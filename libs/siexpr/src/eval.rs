//! Iterative evaluation of postfix token sequences.

use num_rational::BigRational;
use tracing::trace;

use crate::error::{Error, Result};
use crate::token::Token;

/// Evaluate a postfix sequence with an explicit operand stack, so memory use
/// is bounded by operand count rather than call-stack depth.
///
/// For a binary operator the operand nearer the top of the stack is the
/// right-hand side of the original infix expression.
pub(crate) fn evaluate(postfix: Vec<Token>) -> Result<BigRational> {
    let mut operands: Vec<BigRational> = Vec::new();

    for token in postfix {
        match token {
            Token::Number(value) => operands.push(value),
            Token::Op(op) => {
                let rhs = operands.pop().ok_or_else(|| {
                    Error::InvalidToken(format!("operator '{}' is missing operands", op.symbol()))
                })?;
                let lhs = operands.pop().ok_or_else(|| {
                    Error::InvalidToken(format!("operator '{}' is missing operands", op.symbol()))
                })?;
                let result = op.apply(&lhs, &rhs)?;
                trace!(%lhs, op = %op.symbol(), %rhs, %result, "applied operator");
                operands.push(result);
            }
            Token::OpenParen | Token::CloseParen => {
                return Err(Error::InvalidToken(
                    "parenthesis in postfix sequence".to_string(),
                ))
            }
        }
    }

    let result = operands
        .pop()
        .ok_or_else(|| Error::InvalidToken("empty postfix sequence".to_string()))?;
    if !operands.is_empty() {
        return Err(Error::InvalidToken(
            "leftover operands after evaluation".to_string(),
        ));
    }
    Ok(result)
}

#[cfg(test)]
mod tests {
    use super::*;
    use crate::token::Op;
    use num_bigint::BigInt;

    fn num(value: i64) -> Token {
        Token::Number(BigRational::from_integer(BigInt::from(value)))
    }

    fn rat(numer: i64, denom: i64) -> BigRational {
        BigRational::new(BigInt::from(numer), BigInt::from(denom))
    }

    #[test]
    fn test_evaluates_postfix() {
        // 2 3 4 * +  ==  14
        let result = evaluate(vec![
            num(2),
            num(3),
            num(4),
            Token::Op(Op::Mul),
            Token::Op(Op::Add),
        ])
        .unwrap();
        assert_eq!(result, rat(14, 1));
    }

    #[test]
    fn test_operand_order() {
        // 1 2 -  ==  -1, not 1
        let result = evaluate(vec![num(1), num(2), Token::Op(Op::Sub)]).unwrap();
        assert_eq!(result, rat(-1, 1));
    }

    #[test]
    fn test_division_by_zero() {
        let err = evaluate(vec![num(1), num(0), Token::Op(Op::Div)]).unwrap_err();
        assert_eq!(err, Error::DivisionByZero);
    }

    #[test]
    fn test_malformed_sequences() {
        assert!(matches!(
            evaluate(vec![Token::Op(Op::Add)]),
            Err(Error::InvalidToken(_))
        ));
        assert!(matches!(evaluate(vec![]), Err(Error::InvalidToken(_))));
        assert!(matches!(
            evaluate(vec![num(1), num(2)]),
            Err(Error::InvalidToken(_))
        ));
        assert!(matches!(
            evaluate(vec![Token::OpenParen]),
            Err(Error::InvalidToken(_))
        ));
    }

    #[test]
    fn test_deep_stack_does_not_recurse() {
        // A long left-associated chain must not overflow the call stack.
        let mut tokens = vec![num(1)];
        for _ in 0..10_000 {
            tokens.push(num(1));
            tokens.push(Token::Op(Op::Add));
        }
        assert_eq!(evaluate(tokens).unwrap(), rat(10_001, 1));
    }
}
○ ○ ○ ○
# Activity
Examine the data above and state how many of its lines contain the word "from", with no further remarks.

# Solution to this exercise
2